Papa Pio IV, tra l’altro, si sarebbe distinto per un poliedrico mecenatismo, in cui ebbe un collaboratore importante nel nipote Carlo Borromeo, uomo di grande rettitudine destinato alla gloria degli altari, ed assai lontano dalle vecchie consuetudini, fondate su diffuse deviazioni nepotistiche. Per l’appunto, si deve a Carlo la fondazione dell’Accademia che fu detta delle Notti Vaticane per la consuetudine di tenere quattro riunioni settimanali a tarda ora, nell’intento di non sottrarre tempo alle occupazioni ordinarie degli Accademici. Costituita il 20 aprile 1562, l’iniziativa avrebbe avuto regolare seguito fino al 14 settembre 1565, quando si tenne l’ultima seduta, seguita dalla partenza del Borromeo per la sede episcopale di Milano (e nel successivo dicembre, dalla morte del Pontefice).

In effetti, nonostante la presenza di grandi nomi del mondo vaticano, tra cui Ugo Boncompagni – destinato a diventare Gregorio XIII dopo la scomparsa di Pio V Ghislieri immediato successore di Pio IV Medici – l’Accademia ebbe modo di distinguersi per un’importante attività culturale, soprattutto in campo letterario e filosofico, ma poi anche in quello teologico, proprio per l’impulso che il Borromeo seppe conferirle, anche attraverso il libero confronto, in una logica di approfondimento critico ed oggettivo. Si parlò, tanto per fare qualche esempio significativo, delle opere di Cicerone, Livio, Lucrezio, Varrone e Virgilio, delle Lettere greche di San Gregorio Nazanzieno, delle opere dei Padri della Chiesa e degli stessi Evangelisti. Un ciclo specifico venne dedicato anche ai vizi capitali ed alle virtù teologali.

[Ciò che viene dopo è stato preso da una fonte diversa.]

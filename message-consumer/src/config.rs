use envconfig::Envconfig;

use message_table::dedup::DedupStrategy;

#[derive(Envconfig, Clone)]
pub struct Config {
    #[envconfig(from = "BIND_HOST", default = "0.0.0.0")]
    pub host: String,

    #[envconfig(from = "BIND_PORT", default = "3301")]
    pub port: u16,

    #[envconfig(default = "sqlite://demo.db")]
    pub database_url: String,

    #[envconfig(default = "messages")]
    pub table_name: String,

    #[envconfig(default = "store")]
    pub dedup_strategy: DedupStrategy,

    /// Version attribute attached to stdin-fed messages; a real transport
    /// carries this attribute itself.
    #[envconfig(default = "1")]
    pub message_version: String,

    #[envconfig(default = "true")]
    pub export_prometheus: bool,
}

impl Config {
    /// Produce a host:port address for binding a TcpListener.
    pub fn bind(&self) -> String {
        format!("{}:{}", self.host, self.port)
    }
}
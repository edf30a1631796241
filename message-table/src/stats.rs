use std::collections::HashMap;

use crate::record::{CellValue, Record};
use crate::schema::{self, ColumnType};

/// Observed `{min, max}` of one Integer column.
#[derive(Debug, Clone, Copy, PartialEq, Eq)]
pub struct Bounds {
    pub min: i64,
    pub max: i64,
}

/// Running min/max per Integer column, recomputed from scratch on every scan
/// so stale bounds never outlive the population they were computed from.
/// Bounds cover the unfiltered scan population; they exist to seed filter
/// dialog defaults, not to describe the visible set.
#[derive(Debug, Default)]
pub struct ColumnBounds {
    bounds: HashMap<usize, Bounds>,
}

impl ColumnBounds {
    pub fn reset(&mut self) {
        self.bounds.clear();
    }

    /// Fold one record's Integer cells into the running bounds.
    pub fn observe(&mut self, record: &Record) {
        for (ordinal, column) in schema::COLUMNS.iter().enumerate() {
            if column.kind != ColumnType::Integer {
                continue;
            }
            let CellValue::Int(value) = record.cell(ordinal) else {
                continue;
            };
            self.bounds
                .entry(ordinal)
                .and_modify(|bounds| {
                    bounds.min = bounds.min.min(value);
                    bounds.max = bounds.max.max(value);
                })
                .or_insert(Bounds {
                    min: value,
                    max: value,
                });
        }
    }

    /// `None` until at least one record was observed for the column, or for
    /// non-Integer columns.
    pub fn get(&self, ordinal: usize) -> Option<Bounds> {
        self.bounds.get(&ordinal).copied()
    }
}
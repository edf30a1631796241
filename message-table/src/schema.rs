/// Semantic type of a column. A closed set: filter predicates and sort keys
/// dispatch on this tag, never on the runtime shape of a value.
#[derive(Debug, Clone, Copy, PartialEq, Eq)]
pub enum ColumnType {
    Integer,
    Text,
    Boolean,
}

/// One column of the fixed row schema. The ordinal is the column's position
/// in [`COLUMNS`] and defines the physical row layout.
#[derive(Debug, Clone, Copy)]
pub struct Column {
    pub name: &'static str,
    pub kind: ColumnType,
}

pub const COLUMN_COUNT: usize = 8;

/// The eight-column message schema, in storage order.
pub const COLUMNS: [Column; COLUMN_COUNT] = [
    Column {
        name: "message_id",
        kind: ColumnType::Integer,
    },
    Column {
        name: "version",
        kind: ColumnType::Integer,
    },
    Column {
        name: "item_id",
        kind: ColumnType::Integer,
    },
    Column {
        name: "location",
        kind: ColumnType::Text,
    },
    Column {
        name: "quantity",
        kind: ColumnType::Integer,
    },
    Column {
        name: "transaction_datetime",
        kind: ColumnType::Text,
    },
    Column {
        name: "transaction_number",
        kind: ColumnType::Integer,
    },
    Column {
        name: "duplicate",
        kind: ColumnType::Boolean,
    },
];

pub const MESSAGE_ID: usize = 0;
pub const VERSION: usize = 1;
pub const ITEM_ID: usize = 2;
pub const LOCATION: usize = 3;
pub const QUANTITY: usize = 4;
pub const TRANSACTION_DATETIME: usize = 5;
pub const TRANSACTION_NUMBER: usize = 6;
pub const DUPLICATE: usize = 7;

/// Human heading for a column name: underscores to spaces, Title Case.
pub fn heading_title(name: &str) -> String {
    name.split('_')
        .map(|word| {
            let mut chars = word.chars();
            match chars.next() {
                Some(first) => first.to_uppercase().chain(chars).collect::<String>(),
                None => String::new(),
            }
        })
        .collect::<Vec<String>>()
        .join(" ")
}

Le testimonianze del tempo sono concordi nel sostenere la notevole importanza che i tempi dell’Accademia ebbero nella maturazione di Carlo Borromeo, anzitutto sul piano dell’approfondimento dei valori etici che poi avrebbe trasferito nella prassi quotidiana del proprio ministero, fino alla santità; ma nello stesso tempo, su quello di ottimizzare l’arte dello scrivere e quella del predicare. Del resto, diversi anni più tardi, in una lettera al Vescovo di Padova avrebbe ribadito che l’Accademia «era stata istituita per trattenerci in oneste occupazioni» e che il confronto sulle «cose profane» era stato progressivamente sostituito da quello sulle «cose sacre». Dal canto suo, Carlo Bascapé, che fu il primo biografo del Santo Borromeo, avrebbe soggiunto che parecchi Accademici, proprio a fronte del suo esempio, si rivolsero a più alti studi ed «a vita più pura»[1].

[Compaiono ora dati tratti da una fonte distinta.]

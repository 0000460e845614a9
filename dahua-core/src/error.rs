//! Error taxonomy for RPC2 calls

use std::fmt::Debug;

use serde_json::Value;
use thiserror::Error;

use crate::transport::TransportError;

pub type Result<T> = std::result::Result<T, Rpc2Error>;

#[derive(Debug, Error)]
pub enum Rpc2Error {
    /// Network or connection failure, never retried
    #[error("Transport failure: {0}")]
    Transport(#[from] TransportError),

    /// Response body was not valid JSON
    #[error("Failed to decode JSON response: {source}")]
    Decode {
        #[source]
        source: serde_json::Error,
        body: String,
    },

    /// Device answered with `result: false`
    #[error("API call {method} failed: {response}")]
    ApiCall { method: String, response: Value },

    /// Well-formed response that lacks the fields the operation needs
    #[error("Protocol error in {method}: {message}")]
    Protocol { method: String, message: String },

    /// A privileged call needed a session and the device refused the credentials
    #[error("Login rejected by device")]
    LoginRejected,

    #[error("Failed to encode request: {0}")]
    Encode(serde_json::Error),
}

impl Rpc2Error {
    /// Log the offending reply and build a protocol error for `method`
    pub(crate) fn protocol(method: &str, message: String, response: &impl Debug) -> Self {
        tracing::error!(method, ?response, "Protocol error: {}", message);
        Rpc2Error::Protocol {
            method: method.to_string(),
            message,
        }
    }

    pub(crate) fn missing(method: &str, what: &str, response: &impl Debug) -> Self {
        Self::protocol(method, format!("missing {what} in response"), response)
    }
}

È utile precisare, ma la cosa è facilmente comprensibile, che la lingua d’uso comune nelle attività dell’Accademia era quella latina: scelta indubbiamente formativa, come lo stesso Borromeo avrebbe scritto al Cardinale Francesco Gonzaga il 15 settembre 1565, all’indomani dell’ultima riunione, sottolineando che bisognava sempre rispondere «ad un’orazione preparata», generalmente «d’improvviso e senza essere preparati».

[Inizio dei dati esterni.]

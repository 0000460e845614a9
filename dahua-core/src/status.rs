//! Typed results decoded from device replies

use serde::Serialize;

use crate::error::{Result, Rpc2Error};
use crate::protocol::{CoaxialControlInfo, ResponseEnvelope, methods};

/// Output driven through the coaxial control IO
#[derive(Debug, Clone, Copy, PartialEq, Eq)]
pub enum CoaxialIoType {
    WhiteLight = 1,
    Speaker = 2,
}

#[derive(Debug, Clone, Copy, PartialEq, Eq)]
pub enum IoState {
    On = 1,
    Off = 2,
}

impl IoState {
    pub fn from_on(on: bool) -> Self {
        if on { IoState::On } else { IoState::Off }
    }
}

#[derive(Debug, Clone, Copy, Default, PartialEq, Eq)]
pub enum TriggerMode {
    #[default]
    Manual = 1,
}

/// One entry of a `CoaxialControlIO.control` call
#[derive(Debug, Clone, Copy, PartialEq, Eq)]
pub struct CoaxialCommand {
    pub io_type: CoaxialIoType,
    pub io: IoState,
    pub trigger_mode: TriggerMode,
}

impl CoaxialCommand {
    pub fn new(io_type: CoaxialIoType, io: IoState) -> Self {
        Self {
            io_type,
            io,
            trigger_mode: TriggerMode::default(),
        }
    }
}

impl From<CoaxialCommand> for CoaxialControlInfo {
    fn from(cmd: CoaxialCommand) -> Self {
        CoaxialControlInfo {
            io_type: cmd.io_type as u8,
            io: cmd.io as u8,
            trigger_mode: cmd.trigger_mode as u8,
        }
    }
}

/// Siren/speaker and white light state of one channel
#[derive(Debug, Clone, Copy, Default, PartialEq, Eq, Hash, Serialize)]
pub struct CoaxialControlIOStatus {
    pub speaker_on: bool,
    pub white_light_on: bool,
}

impl CoaxialControlIOStatus {
    /// Decode `params.status.Speaker` / `params.status.WhiteLight`.
    /// Only the exact string `"On"` reads as on.
    pub fn from_response(resp: &ResponseEnvelope) -> Result<Self> {
        let field = |name: &str| {
            resp.param(&["status", name])
                .map(|v| v.as_str() == Some("On"))
                .ok_or_else(|| {
                    Rpc2Error::missing(methods::COAXIAL_STATUS, &format!("params.status.{name}"), resp)
                })
        };

        Ok(Self {
            speaker_on: field("Speaker")?,
            white_light_on: field("WhiteLight")?,
        })
    }

    pub fn is_on(&self, io_type: CoaxialIoType) -> bool {
        match io_type {
            CoaxialIoType::Speaker => self.speaker_on,
            CoaxialIoType::WhiteLight => self.white_light_on,
        }
    }
}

In ultima analisi, una realtà storica come quella dell’Accademia delle Notti Vaticane, grazie all’opera maieutica del futuro San Carlo, contribuisce ad illustrare in maniera più realistica ed oggettiva, lungi da tante vulgate, la presenza di un forte impegno in chiave etica e culturale nell’ambito di uno Stato come quello pontificio dell’epoca tridentina, e nel contesto di una complessa ricostruzione dei valori tradizionali che erano stati compromessi dalla Riforma, ma prima ancora, dai comportamenti che avevano contribuito a promuoverla.


Nota

1 Confronta Carlo Bascapé, De Vita Rebus gestis Caroli S.R.E. Cardinalis libri septem, Basilica Petri auctore, Ingolstadt 1592, citato in Pio Paschini, Il soggiorno di San Carlo Borromeo a Roma, Società Editrice Internazionale, Torino 1935, pagina 72. Confronta altresì: L. Berra, L’Accademia delle Notti Vaticane fondata da San Carlo Borromeo, Roma 1915 (pagina 64 e seguenti).